Sunday, 29 September 2024

Affairs of State

In itself, a Prime Minister's affair need not bother anyone. But a Prime Minister's making his mistress a Peer and then a Minister would properly bother us all. Yet what man could resist? Banishment to the Alli Pally would seem a very small price to pay.


Though which Alli Pally? There turns out to be at least one more, a townhouse in Soho, less than a mile from the penthouse in Covent Garden, and used as an off-the-books General Election campaign headquarters, not by the Labour Party, nor even by the Starmer Party, but by the Alli Party, under the titular Leadership of Keir Starmer.

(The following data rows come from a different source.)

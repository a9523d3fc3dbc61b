//! Shared commit timer and process-wide buffer registry.
//!
//! One background thread serves every open [`TwoCopyBarrierBuffer`]: it
//! sleeps until the earliest scheduled deadline, then commits buffers
//! whose first uncommitted write has aged past their asynchronous commit
//! delay. Scheduling favors a low, single-threaded background load over
//! timely flushes.
//!
//! The registry tracks writable buffers so [`shutdown_all`] can commit and
//! close every one of them before the process exits.
//!
//! [`TwoCopyBarrierBuffer`]: crate::TwoCopyBarrierBuffer

use crate::BufferShared;
use parking_lot::{Condvar, Mutex};
use std::sync::{Arc, OnceLock, Weak};
use std::thread;
use std::time::Instant;
use tracing::{debug, info, warn};

struct TimerEntry {
    shared: Weak<BufferShared>,
    deadline: Instant,
}

#[derive(Default)]
struct TimerQueue {
    entries: Vec<TimerEntry>,
}

struct CommitTimer {
    queue: Mutex<TimerQueue>,
    wakeup: Condvar,
}

static TIMER: OnceLock<Arc<CommitTimer>> = OnceLock::new();

fn timer() -> &'static Arc<CommitTimer> {
    TIMER.get_or_init(|| {
        let timer = Arc::new(CommitTimer {
            queue: Mutex::new(TimerQueue::default()),
            wakeup: Condvar::new(),
        });
        let worker = Arc::clone(&timer);
        thread::Builder::new()
            .name("perseq-commit-timer".to_owned())
            .spawn(move || run_timer(&worker))
            .expect("failed to spawn commit timer thread");
        timer
    })
}

fn run_timer(timer: &CommitTimer) {
    let mut queue = timer.queue.lock();
    loop {
        let now = Instant::now();
        let mut due = Vec::new();
        queue
            .entries
            .retain(|entry| {
                if entry.deadline <= now {
                    due.push(entry.shared.clone());
                    false
                } else {
                    true
                }
            });
        if !due.is_empty() {
            // Buffer locks are only taken with the queue lock released.
            drop(queue);
            for weak in due {
                if let Some(shared) = weak.upgrade() {
                    crate::handle_timer_fire(&shared);
                }
            }
            queue = timer.queue.lock();
            continue;
        }
        match queue.entries.iter().map(|entry| entry.deadline).min() {
            Some(next) => {
                let _ = timer.wakeup.wait_until(&mut queue, next);
            }
            None => timer.wakeup.wait(&mut queue),
        }
    }
}

/// Schedules a commit check for `shared` at `deadline`.
pub(crate) fn schedule(shared: Weak<BufferShared>, deadline: Instant) {
    let timer = timer();
    let mut queue = timer.queue.lock();
    queue.entries.push(TimerEntry { shared, deadline });
    timer.wakeup.notify_one();
}

static REGISTRY: Mutex<Vec<Weak<BufferShared>>> = Mutex::new(Vec::new());

/// Adds a buffer to the shutdown registry.
pub(crate) fn register(shared: Weak<BufferShared>) {
    let mut registry = REGISTRY.lock();
    registry.retain(|weak| weak.strong_count() > 0);
    registry.push(shared);
}

/// Removes a buffer from the shutdown registry.
pub(crate) fn unregister(shared: &Arc<BufferShared>) {
    REGISTRY
        .lock()
        .retain(|weak| !weak.ptr_eq(&Arc::downgrade(shared)) && weak.strong_count() > 0);
}

/// Commits and closes every registered buffer.
///
/// Call once as part of orderly process shutdown. Closes are spread over a
/// small worker pool; each close still serializes on its buffer's own
/// cache lock. Buffers opened afterwards are unaffected.
pub fn shutdown_all() {
    let buffers: Vec<Arc<BufferShared>> = {
        let mut registry = REGISTRY.lock();
        let snapshot = registry
            .iter()
            .filter_map(std::sync::Weak::upgrade)
            .collect();
        registry.clear();
        snapshot
    };
    if buffers.is_empty() {
        return;
    }
    info!(
        target: "perseq::barrier",
        event = "shutdown_begin",
        buffer_count = buffers.len()
    );
    let workers = buffers.len().min(4).max(1);
    let queue = Mutex::new(buffers);
    thread::scope(|scope| {
        for _ in 0..workers {
            scope.spawn(|| loop {
                let shared = { queue.lock().pop() };
                let Some(shared) = shared else { break };
                let mut state = shared.state.lock();
                if let Err(err) = state.close_for_shutdown() {
                    warn!(
                        target: "perseq::barrier",
                        event = "shutdown_close_failed",
                        error = %err
                    );
                }
            });
        }
    });
    debug!(target: "perseq::barrier", event = "shutdown_complete");
}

Even when it came to things that Starmer could be bothered to put through the books, then we already knew that his stay at the penthouse had been worth five times more than he had registered, that he and his son had stayed there from well before the GCSE exam period until well after it, and that he had fraudulently listed his clothes from Alli as office items. £32,000 is almost the national average annual wage for full-time work. Out of sheer curiosity, I want to see his clothes that cost that much. And what was his son doing there?

In his entry for football tickets, Starmer has listed only the cost to the club, not the market value. And the Government has used an economically illiterate paper paid for by the water companies to argue against renationalisation, after Steve Reed took £2000 from them in Chelsea tickets and hospitality. There will be a lot more of this. People on Universal Credit buy their own clothes. But our rulers have that classic combination, a sense of entitlement and a lack of self-respect.

North Yorkshire was exceptionally resistant to challenges to the Conservatives even in the different world that existed on 4 July. As one last favour to his party, Rishi Sunak might vacate his seat along with the Leadership, causing a by-election that Labour would always have lost, but which might now see it drop from second place to fourth or below. When Parliament reconvened after the 2025 Party Conferences, then any Conservative Leader who still looked set to lead the party to second place would be removed by the people who really ran it, and who were neither the members nor the MPs.

But then, the same would be true, and probably well before next autumn, if either Robert Jenrick or Kemi Badenoch looked like running the risk of leading the Conservatives to victory, or at least to being the largest party. Ask Jeremy Corbyn. Or Lord Alli.